### Problem details
In your reply, write out each entry exactly as given.

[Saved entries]
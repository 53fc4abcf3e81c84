use std::collections::BTreeSet;

use chrono::NaiveDate;

use super::model::{Dataset, OrderRecord};

// ---------------------------------------------------------------------------
// Filter parameters
// ---------------------------------------------------------------------------

/// Inclusive date range, compared against the date part of a timestamp.
#[derive(Debug, Clone, Copy, PartialEq, Eq)]
pub struct DateRange {
    pub start: NaiveDate,
    pub end: NaiveDate,
}

impl DateRange {
    pub fn new(start: NaiveDate, end: NaiveDate) -> Self {
        DateRange { start, end }
    }

    pub fn contains(&self, date: NaiveDate) -> bool {
        self.start <= date && date <= self.end
    }
}

/// The two user inputs of the dashboard: a date range and the allowed categories.
#[derive(Debug, Clone, PartialEq, Eq)]
pub struct FilterParams {
    pub date_range: DateRange,
    /// An empty set selects nothing.
    pub categories: BTreeSet<String>,
}

impl FilterParams {
    /// Everything selected: the dataset's full date span and every category.
    /// `None` when no row has a usable timestamp.
    pub fn select_all(dataset: &Dataset) -> Option<Self> {
        let (start, end) = dataset.date_bounds()?;
        Some(FilterParams {
            date_range: DateRange::new(start, end),
            categories: dataset.categories.clone(),
        })
    }

    /// A record passes when it has a timestamp, its date is in range, and its
    /// category is selected.
    pub fn matches(&self, record: &OrderRecord) -> bool {
        let Some(date) = record.date() else {
            return false;
        };
        self.date_range.contains(date) && self.categories.contains(&record.category)
    }
}

// ---------------------------------------------------------------------------
// FilteredView – indices into a shared dataset
// ---------------------------------------------------------------------------

/// The subset of a [`Dataset`] selected by a [`FilterParams`].
///
/// Holds row indices only; the dataset is borrowed and never modified.
#[derive(Debug, Clone)]
pub struct FilteredView<'a> {
    dataset: &'a Dataset,
    indices: Vec<usize>,
}

impl<'a> FilteredView<'a> {
    /// Rebuild a view from indices produced by an earlier [`filter`] call.
    /// Indices past the end of the dataset are dropped.
    pub fn from_indices(dataset: &'a Dataset, indices: Vec<usize>) -> Self {
        let indices = indices.into_iter().filter(|&i| i < dataset.len()).collect();
        FilteredView { dataset, indices }
    }

    pub fn dataset(&self) -> &'a Dataset {
        self.dataset
    }

    #[cfg(test)]
    pub fn indices(&self) -> &[usize] {
        &self.indices
    }

    pub fn into_indices(self) -> Vec<usize> {
        self.indices
    }

    pub fn len(&self) -> usize {
        self.indices.len()
    }

    pub fn is_empty(&self) -> bool {
        self.indices.is_empty()
    }

    /// Records in dataset order.
    pub fn records(&self) -> impl Iterator<Item = &'a OrderRecord> + '_ {
        let dataset = self.dataset;
        self.indices.iter().map(move |&i| &dataset.records[i])
    }

    /// Apply `params` again to this view's rows.
    #[cfg(test)]
    pub fn refine(&self, params: &FilterParams) -> FilteredView<'a> {
        let indices = self
            .indices
            .iter()
            .copied()
            .filter(|&i| params.matches(&self.dataset.records[i]))
            .collect();
        FilteredView {
            dataset: self.dataset,
            indices,
        }
    }
}

/// Select the rows of `dataset` that pass `params`.
pub fn filter<'a>(dataset: &'a Dataset, params: &FilterParams) -> FilteredView<'a> {
    let indices: Vec<usize> = dataset
        .records
        .iter()
        .enumerate()
        .filter(|(_, record)| params.matches(record))
        .map(|(i, _)| i)
        .collect();

    log::debug!(
        "Filter {}..={} over {} categories kept {} of {} rows",
        params.date_range.start,
        params.date_range.end,
        params.categories.len(),
        indices.len(),
        dataset.len()
    );

    FilteredView { dataset, indices }
}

### Solution
repository 53fc4abcf3e81c84
use std::collections::BTreeSet;

use chrono::NaiveDate;

use super::model::{Dataset, OrderRecord};

// ---------------------------------------------------------------------------
// Filter parameters
// ---------------------------------------------------------------------------

/// Inclusive date range, compared against the date part of a timestamp.
#[derive(Debug, Clone, Copy, PartialEq, Eq)]
pub struct DateRange {
    pub start: NaiveDate,
    pub end: NaiveDate,
}

impl DateRange {
    pub fn new(start: NaiveDate, end: NaiveDate) -> Self {
        DateRange { start, end }
    }

    pub fn contains(&self, date: NaiveDate) -> bool {
        self.start <= date && date <= self.end
    }
}

/// The two user inputs of the dashboard: a date range and the allowed categories.
#[derive(Debug, Clone, PartialEq, Eq)]
pub struct FilterParams {
    pub date_range: DateRange,
    /// An empty set selects nothing.
    pub categories: BTreeSet<String>,
}

impl FilterParams {
    /// Everything selected: the dataset's full date span and every category.
    /// `None` when no row has a usable timestamp.
    pub fn select_all(dataset: &Dataset) -> Option<Self> {
        let (start, end) = dataset.date_bounds()?;
        Some(FilterParams {
            date_range: DateRange::new(start, end),
            categories: dataset.categories.clone(),
        })
    }

    /// A record passes when it has a timestamp, its date is in range, and its
    /// category is selected.
    pub fn matches(&self, record: &OrderRecord) -> bool {
        let Some(date) = record.date() else {
            return false;
        };
        self.date_range.contains(date) && self.categories.contains(&record.category)
    }
}

// ---------------------------------------------------------------------------
// FilteredView – indices into a shared dataset
// ---------------------------------------------------------------------------

/// The subset of a [`Dataset`] selected by a [`FilterParams`].
///
/// Holds row indices only; the dataset is borrowed and never modified.
#[derive(Debug, Clone)]
pub struct FilteredView<'a> {
    dataset: &'a Dataset,
    indices: Vec<usize>,
}

impl<'a> FilteredView<'a> {
    /// Rebuild a view from indices produced by an earlier [`filter`] call.
    /// Indices past the end of the dataset are dropped.
    pub fn from_indices(dataset: &'a Dataset, indices: Vec<usize>) -> Self {
        let indices = indices.into_iter().filter(|&i| i < dataset.len()).collect();
        FilteredView { dataset, indices }
    }

    pub fn dataset(&self) -> &'a Dataset {
        self.dataset
    }

    #[cfg(test)]
    pub fn indices(&self) -> &[usize] {
        &self.indices
    }

    pub fn into_indices(self) -> Vec<usize> {
        self.indices
    }

    pub fn len(&self) -> usize {
        self.indices.len()
    }

    pub fn is_empty(&self) -> bool {
        self.indices.is_empty()
    }

    /// Records in dataset order.
    pub fn records(&self) -> impl Iterator<Item = &'a OrderRecord> + '_ {
        let dataset = self.dataset;
        self.indices.iter().map(move |&i| &dataset.records[i])
    }

    /// Apply `params` again to this view's rows.
    #[cfg(test)]
    pub fn refine(&self, params: &FilterParams) -> FilteredView<'a> {
        let indices = self
            .indices
            .iter()
            .copied()
            .filter(|&i| params.matches(&self.dataset.records[i]))
            .collect();
        FilteredView {
            dataset: self.dataset,
            indices,
        }
    }
}

/// Select the rows of `dataset` that pass `params`.
pub fn filter<'a>(dataset: &'a Dataset, params: &FilterParams) -> FilteredView<'a> {
    let indices: Vec<usize> = dataset
        .records
        .iter()
        .enumerate()
        .filter(|(_, record)| params.matches(record))
        .map(|(i, _)| i)
        .collect();

    log::debug!(
        "Filter {}..={} over {} categories kept {} of {} rows",
        params.date_range.start,
        params.date_range.end,
        params.categories.len(),
        indices.len(),
        dataset.len()
    );

    FilteredView { dataset, indices }
}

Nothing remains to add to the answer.